Analyzing the performance of gold prices and the gold mining sector yields intriguing insights into the investment landscape at the midpoint of 2023. While the SPDR Gold Trust (NYSE:GLD) recorded a modest 5% growth during this period, it significantly underperformed the equity asset class. In contrast, the SPDR S&P 500 ETF Trust (NYSE:SPY) saw a remarkable 16% increase, while the Invesco QQQ Trust Series 1 (NASDAQ:QQQ) surged an astonishing 38%.
While gold prices remain merely 7% below their all-time highs, a striking trend emerges when examining gold mining stocks: steep price discounts are prevalent. The VanEck Gold Miners ETF (NYSE:GDX) currently trades at a notable one-third lower than its 2020 peak and a staggering 54% lower than its all-time high in 2011. This attractive valuation has captured the attention of value hunters, who view this as a potential buying opportunity.
By establishing a correlation between the price of gold (GLD) and that of the Gold Miners ETF (GDX) over a 5-year timeframe, it becomes evident that the latter should be trading at least 30% higher than its present levels. This observation raises an intriguing question: does this situation present an opportunity for investors to enter an undervalued sector before its recovery, or does it indicate a potential value trap in the making?
Notably, North American gold miners offer particularly enticing valuations when analyzing the U.S.-listed large-cap companies featured in the VanEck Gold Miners ETF. By employing commonly used stock metrics such as price-to-earnings (P/E) ratios, price-to-book (P/B) ratios, and price-to-median analyst price target spreads, these companies stand out as attractive investment prospects.
Newmont Corporation (NYSE:NEM), one of the world’s largest gold producers headquartered in Colorado, currently trades at a projected 12-month forward P/E ratio of 15, representing one of its lowest ratios in history. Moreover, NEM is trading at $43.1 per share, a substantial 38% discount compared to the median analyst price target of $59.
Barrick Gold Corp. (NYSE:GOLD), another industry giant with a similar forward P/E ratio to Newmont, is also trading at a significant 30% discount to the median analyst price target. Additionally, Barrick Gold boasts a price-to-book value of 1.3x, which is one of the lowest ratios observed in the North American market.

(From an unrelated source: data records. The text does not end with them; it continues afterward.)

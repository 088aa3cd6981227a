// Comprehensive unit tests for message_queue module
// These tests are kept separate from integration tests to allow more focused unit testing

#[cfg(test)]
mod message_queue_unit_tests {
    use crate::types::{DataMessage, DataType, FileCompleteMessage, Message};
    use serde_json::json;

    // Helper to create test messages
    fn create_test_data_message(id: &str) -> DataMessage {
        DataMessage { id: id.to_string(), sha256: format!("sha_{}", id), data: json!({"name": format!("Test {}", id)}) }
    }

    fn create_test_file_complete() -> FileCompleteMessage {
        FileCompleteMessage { data_type: "artists".to_string(), timestamp: chrono::Utc::now(), total_processed: 100, file: "test.xml.gz".to_string() }
    }

    #[test]
    fn test_message_serialization_data() {
        let msg = create_test_data_message("123");
        let message = Message::Data(msg);

        let serialized = serde_json::to_string(&message).unwrap();
        assert!(serialized.contains("\"type\":\"data\""));
        assert!(serialized.contains("\"id\":\"123\""));
    }

    #[test]
    fn test_message_serialization_file_complete() {
        let msg = create_test_file_complete();
        let message = Message::FileComplete(msg);

        let serialized = serde_json::to_string(&message).unwrap();
        assert!(serialized.contains("\"type\":\"file_complete\""));
        assert!(serialized.contains("\"total_processed\":100"));
    }

    // Note: normalize_amqp_url is private and already tested in the message_queue module
    // We test it indirectly through the public API

    #[test]
    fn test_data_type_display() {
        assert_eq!(DataType::Artists.to_string(), "artists");
        assert_eq!(DataType::Labels.to_string(), "labels");
        assert_eq!(DataType::Masters.to_string(), "masters");
        assert_eq!(DataType::Releases.to_string(), "releases");
    }

    #[test]
    fn test_data_type_routing_keys() {
        assert_eq!(DataType::Artists.routing_key(), "artists");
        assert_eq!(DataType::Labels.routing_key(), "labels");
        assert_eq!(DataType::Masters.routing_key(), "masters");
        assert_eq!(DataType::Releases.routing_key(), "releases");
    }

    #[test]
    fn test_message_data_variant_round_trip() {
        let original = create_test_data_message("test-id");
        let message = Message::Data(original.clone());

        let serialized = serde_json::to_string(&message).unwrap();
        let deserialized: Message = serde_json::from_str(&serialized).unwrap();

        match deserialized {
            Message::Data(dm) => {
                assert_eq!(dm.id, original.id);
                assert_eq!(dm.sha256, original.sha256);
            }
            _ => panic!("Expected Data variant"),
        }
    }

    #[test]
    fn test_message_file_complete_variant_round_trip() {
        let original = create_test_file_complete();
        let message = Message::FileComplete(original.clone());

        let serialized = serde_json::to_string(&message).unwrap();
        let deserialized: Message = serde_json::from_str(&serialized).unwrap();

        match deserialized {
            Message::FileComplete(fc) => {
                assert_eq!(fc.data_type, original.data_type);
                assert_eq!(fc.total_processed, original.total_processed);
                assert_eq!(fc.file, original.file);
            }
            _ => panic!("Expected FileComplete variant"),
        }
    }

    #[test]
    fn test_data_message_with_empty_data() {
        let msg = DataMessage { id: "empty".to_string(), sha256: "hash".to_string(), data: json!({}) };

        let serialized = serde_json::to_string(&msg).unwrap();
        assert!(serialized.contains("\"id\":\"empty\""));
    }

    #[test]
    fn test_data_message_with_nested_data() {
        let msg = DataMessage {
            id: "nested".to_string(),
            sha256: "hash".to_string(),
            data: json!({
                "name": "Test",
                "nested": {
                    "field": "value"
                }
            }),
        };

        let serialized = serde_json::to_string(&msg).unwrap();
        let deserialized: DataMessage = serde_json::from_str(&serialized).unwrap();

        assert!(deserialized.data.get("nested").is_some());
        assert_eq!(deserialized.data["nested"]["field"], "value");
    }

    #[test]
    fn test_file_complete_message_fields() {
        let msg = FileCompleteMessage {
            data_type: "labels".to_string(),
            timestamp: chrono::Utc::now(),
            total_processed: 12345,
            file: "discogs_20241201_labels.xml.gz".to_string(),
        };

        assert_eq!(msg.data_type, "labels");
        assert_eq!(msg.total_processed, 12345);
        assert!(msg.file.contains("labels"));
    }

    #[test]
    fn test_message_json_structure() {
        let msg = create_test_data_message("1");
        let message = Message::Data(msg);

        let json_value = serde_json::to_value(&message).unwrap();

        // Check JSON structure
        assert!(json_value.is_object());
        assert_eq!(json_value["type"], "data");
        assert!(json_value.get("id").is_some());
        assert!(json_value.get("sha256").is_some());
    }

    #[test]
    fn test_data_type_from_string_all_variants() {
        use std::str::FromStr;

        assert!(matches!(DataType::from_str("artists"), Ok(DataType::Artists)));
        assert!(matches!(DataType::from_str("labels"), Ok(DataType::Labels)));
        assert!(matches!(DataType::from_str("masters"), Ok(DataType::Masters)));
        assert!(matches!(DataType::from_str("releases"), Ok(DataType::Releases)));
        assert!(DataType::from_str("invalid").is_err());
        assert!(DataType::from_str("").is_err());
    }

    #[test]
    fn test_message_size_estimation() {
        // Test that messages can be serialized to reasonable sizes
        let msg = create_test_data_message("1");
        let message = Message::Data(msg);

        let serialized = serde_json::to_vec(&message).unwrap();
        assert!(!serialized.is_empty());
        assert!(serialized.len() < 1000); // Should be reasonable size
    }

    #[test]
    fn test_large_data_message() {
        let large_data = json!({
            "field1": "value".repeat(1000),
            "field2": vec![1; 1000],
            "field3": {
                "nested": "data".repeat(500)
            }
        });

        let msg = DataMessage { id: "large".to_string(), sha256: "hash".to_string(), data: large_data };

        let serialized = serde_json::to_string(&msg).unwrap();
        assert!(serialized.len() > 5000); // Should be large

        // Should still be deserializable
        let deserialized: DataMessage = serde_json::from_str(&serialized).unwrap();
        assert_eq!(deserialized.id, "large");
    }
}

Agnico Eagle Mines Limited (NYSE:AEM), a Canadian-diversified gold mining company with operations in Canada, Finland, and Mexico, currently exhibits a forward P/E ratio of 22x, well below its 5-year average of 38.9x. Furthermore, AEM’s current market prices ($50) imply a 30% discount when compared to the median analyst price target of $65.
In conclusion, the gold mining sector presents an intriguing investment proposition. The sector’s steep price discounts, coupled with appealing valuations of North American gold miners, indicate a potential buying opportunity for investors seeking undervalued assets. However, it is important to exercise caution and consider whether this situation could evolve into a value trap.